Ian, a sixth-grader in the gifted program at Spokane Public Schools’ Libby Center, was inspired after he and his dad explored the cave.
Ian learned he’d won on the last day of spring break. Since then, it’s been a whirlwind of preparations – passports, doctor visits and clothes, Patty Baer said.
Father and son have been reading about Peru to prepare for the trip. Highlights: “Burping at the end of meal is the ultimate insult,” Ian said, and the region has several hundred types of potatoes.

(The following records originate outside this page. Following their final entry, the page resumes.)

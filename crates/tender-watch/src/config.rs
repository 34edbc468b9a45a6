//! Run configuration.
//!
//! The webhook URL is the only externally supplied value. Portal endpoints,
//! retry policy, delays and timeouts are constants.

use std::time::Duration;
use url::Url;

/// Environment variable holding the webhook URL.
pub const WEBHOOK_URL_ENV: &str = "GAS_URL";

pub const FEED_DOWNLOAD_URL: &str = "https://web.pcc.gov.tw/tps/tp/OpenData/downloadFile";
pub const PORTAL_HOME_URL: &str = "https://web.pcc.gov.tw/";
pub const LISTING_URL: &str =
    "https://web.pcc.gov.tw/prkms/tender/common/noticeAll/readNoticeAll?searchType=basic";

/// Number of recent periods scanned per run.
pub const RECENT_PERIOD_COUNT: usize = 2;

pub const FETCH_TIMEOUT: Duration = Duration::from_secs(60);
pub const DISPATCH_TIMEOUT: Duration = Duration::from_secs(30);

/// Minimum spacing between two webhook calls.
pub const DISPATCH_INTERVAL: Duration = Duration::from_millis(500);

/// Errors that make a run impossible. Checked before any network I/O.
#[derive(thiserror::Error, Debug)]
pub enum ConfigError {
    #[error("webhook URL is not set (expected GAS_URL or --gas-url)")]
    MissingWebhookUrl,

    #[error("webhook URL '{value}' is invalid: {source}")]
    InvalidWebhookUrl {
        value: String,
        #[source]
        source: url::ParseError,
    },
}

/// Where the portal lives.
#[derive(Debug, Clone, PartialEq, Eq)]
pub struct PortalEndpoints {
    /// Open-data download endpoint; takes a `fileName` query parameter.
    pub feed_url: String,
    /// Visited first to obtain a session cookie.
    pub home_url: String,
    /// Tender listing page used when the feed is unavailable.
    pub listing_url: String,
}

impl Default for PortalEndpoints {
    fn default() -> Self {
        Self {
            feed_url: FEED_DOWNLOAD_URL.to_string(),
            home_url: PORTAL_HOME_URL.to_string(),
            listing_url: LISTING_URL.to_string(),
        }
    }
}

impl PortalEndpoints {
    /// Endpoints rooted at `base` (no trailing slash), using the portal's
    /// real paths. Handy for pointing the monitor at a mock server.
    pub fn with_base(base: &str) -> Self {
        let base = base.trim_end_matches('/');
        Self {
            feed_url: format!("{base}/tps/tp/OpenData/downloadFile"),
            home_url: format!("{base}/"),
            listing_url: format!("{base}/prkms/tender/common/noticeAll/readNoticeAll?searchType=basic"),
        }
    }
}

/// Everything a run needs.
#[derive(Debug, Clone)]
pub struct MonitorConfig {
    pub webhook_url: Url,
    pub portal: PortalEndpoints,
    pub recent_periods: usize,
    /// Fall back to the HTML listing when the feed cannot be fetched.
    pub listing_fallback: bool,
}

impl MonitorConfig {
    /// Build a config from an explicit webhook URL.
    pub fn new(webhook_url: &str) -> Result<Self, ConfigError> {
        let trimmed = webhook_url.trim();
        if trimmed.is_empty() {
            return Err(ConfigError::MissingWebhookUrl);
        }
        let webhook_url = Url::parse(trimmed).map_err(|source| ConfigError::InvalidWebhookUrl {
            value: trimmed.to_string(),
            source,
        })?;
        Ok(Self {
            webhook_url,
            portal: PortalEndpoints::default(),
            recent_periods: RECENT_PERIOD_COUNT,
            listing_fallback: true,
        })
    }

    /// Resolve the webhook URL: explicit value first, then the environment.
    pub fn resolve(explicit: Option<&str>) -> Result<Self, ConfigError> {
        if let Some(url) = explicit {
            return Self::new(url);
        }
        Self::from_env()
    }

    /// Read the webhook URL from `GAS_URL`.
    pub fn from_env() -> Result<Self, ConfigError> {
        let value = std::env::var(WEBHOOK_URL_ENV).map_err(|_| ConfigError::MissingWebhookUrl)?;
        Self::new(&value)
    }

    pub fn with_portal(mut self, portal: PortalEndpoints) -> Self {
        self.portal = portal;
        self
    }

    pub fn without_listing_fallback(mut self) -> Self {
        self.listing_fallback = false;
        self
    }
}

The Baers will visit Machu Picchu, the Amazon jungle, Lima, Puerto Maldonado and a nature reserve, according to a press release from National Geographic Kids.
They will also learn about how to make medicine from items found in the jungle. “I know they use herbs to make teas. It’s just so fascinating they can cure fevers,” Ian said.
So far, Ian’s favorite part of winning the contest has been being in contact with kids from across the country, his mother said.
Even so, when the judges had narrowed down the choices to 25 finalists, “he said he felt like he was a winner already.”